• THE PROBLEM:
Within the records below, find each line that holds the string "struct", then copy it.

• DATA FOR THIS TASK:
__________

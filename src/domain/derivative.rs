//! Variant specifications and the derivatives generated from them.

use chrono::{DateTime, Utc};
use serde::{Deserialize, Serialize};

use super::asset::{AssetId, ContentHash};

/// Encodings the generator can read or write
#[derive(Debug, Clone, Copy, PartialEq, Eq, Hash, Serialize, Deserialize)]
#[serde(rename_all = "snake_case")]
pub enum ImageFormat {
    Webp,
    Png,
    Jpeg,
}

impl ImageFormat {
    /// File extension used in storage keys
    pub fn extension(&self) -> &'static str {
        match self {
            ImageFormat::Webp => "webp",
            ImageFormat::Png => "png",
            ImageFormat::Jpeg => "jpg",
        }
    }

    pub fn mime_type(&self) -> &'static str {
        match self {
            ImageFormat::Webp => "image/webp",
            ImageFormat::Png => "image/png",
            ImageFormat::Jpeg => "image/jpeg",
        }
    }

    pub fn from_mime(mime: &str) -> Option<Self> {
        match mime.trim().to_ascii_lowercase().as_str() {
            "image/webp" => Some(ImageFormat::Webp),
            "image/png" => Some(ImageFormat::Png),
            "image/jpeg" | "image/jpg" | "image/pjpeg" => Some(ImageFormat::Jpeg),
            _ => None,
        }
    }

    pub fn from_extension(ext: &str) -> Option<Self> {
        match ext.trim().to_ascii_lowercase().as_str() {
            "webp" => Some(ImageFormat::Webp),
            "png" => Some(ImageFormat::Png),
            "jpg" | "jpeg" | "jpe" => Some(ImageFormat::Jpeg),
            _ => None,
        }
    }
}

impl std::fmt::Display for ImageFormat {
    fn fmt(&self, f: &mut std::fmt::Formatter<'_>) -> std::fmt::Result {
        f.write_str(self.extension())
    }
}

impl std::str::FromStr for ImageFormat {
    type Err = String;

    fn from_str(s: &str) -> Result<Self, Self::Err> {
        Self::from_extension(s).ok_or_else(|| format!("unknown image format: {}", s))
    }
}

/// Target shape of one derivative
#[derive(Debug, Clone, PartialEq, Eq, Serialize, Deserialize)]
pub struct VariantSpec {
    /// Variant name, e.g. "thumb-64"
    pub name: String,

    /// Longest side in pixels; None keeps the source dimensions
    #[serde(default)]
    pub max_side: Option<u32>,

    /// Output encoding
    pub format: ImageFormat,
}

impl VariantSpec {
    pub fn new(name: impl Into<String>, max_side: Option<u32>, format: ImageFormat) -> Self {
        Self {
            name: name.into(),
            max_side,
            format,
        }
    }

    /// Default variant set: two square-bounded thumbnails and a full-size WebP
    pub fn defaults() -> Vec<VariantSpec> {
        vec![
            VariantSpec::new("thumb-64", Some(64), ImageFormat::Webp),
            VariantSpec::new("thumb-256", Some(256), ImageFormat::Webp),
            VariantSpec::new("webp-orig", None, ImageFormat::Webp),
        ]
    }
}

/// Storage key for a derivative.
///
/// Revision 0 lives at `{owner}/{hash}/{variant}.{ext}`; regenerated
/// revisions get `.r{n}` before the extension so they never collide with
/// an earlier object.
pub fn storage_key(
    owner_user_id: &str,
    content_hash: &ContentHash,
    variant: &str,
    format: ImageFormat,
    revision: u32,
) -> String {
    if revision == 0 {
        format!(
            "{}/{}/{}.{}",
            owner_user_id,
            content_hash,
            variant,
            format.extension()
        )
    } else {
        format!(
            "{}/{}/{}.r{}.{}",
            owner_user_id,
            content_hash,
            variant,
            revision,
            format.extension()
        )
    }
}

/// Key of the retained source bytes, used to regenerate variants
pub fn source_key(owner_user_id: &str, content_hash: &ContentHash) -> String {
    format!("{}/{}/source", owner_user_id, content_hash)
}

/// A generated and durably stored variant of an asset
#[derive(Debug, Clone, PartialEq, Eq, Serialize, Deserialize)]
pub struct Derivative {
    pub asset_id: AssetId,

    pub variant: String,

    pub format: ImageFormat,

    pub width: u32,

    pub height: u32,

    /// Content-addressed object key
    pub storage_key: String,

    /// SHA256 of the encoded bytes
    pub checksum: String,

    pub size_bytes: u64,

    /// 0 for the first generation, incremented on each regeneration
    pub revision: u32,

    pub generated_at: DateTime<Utc>,
}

__________

• YOUR SOLUTION:
pub struct VariantSpec {
pub struct Derivative {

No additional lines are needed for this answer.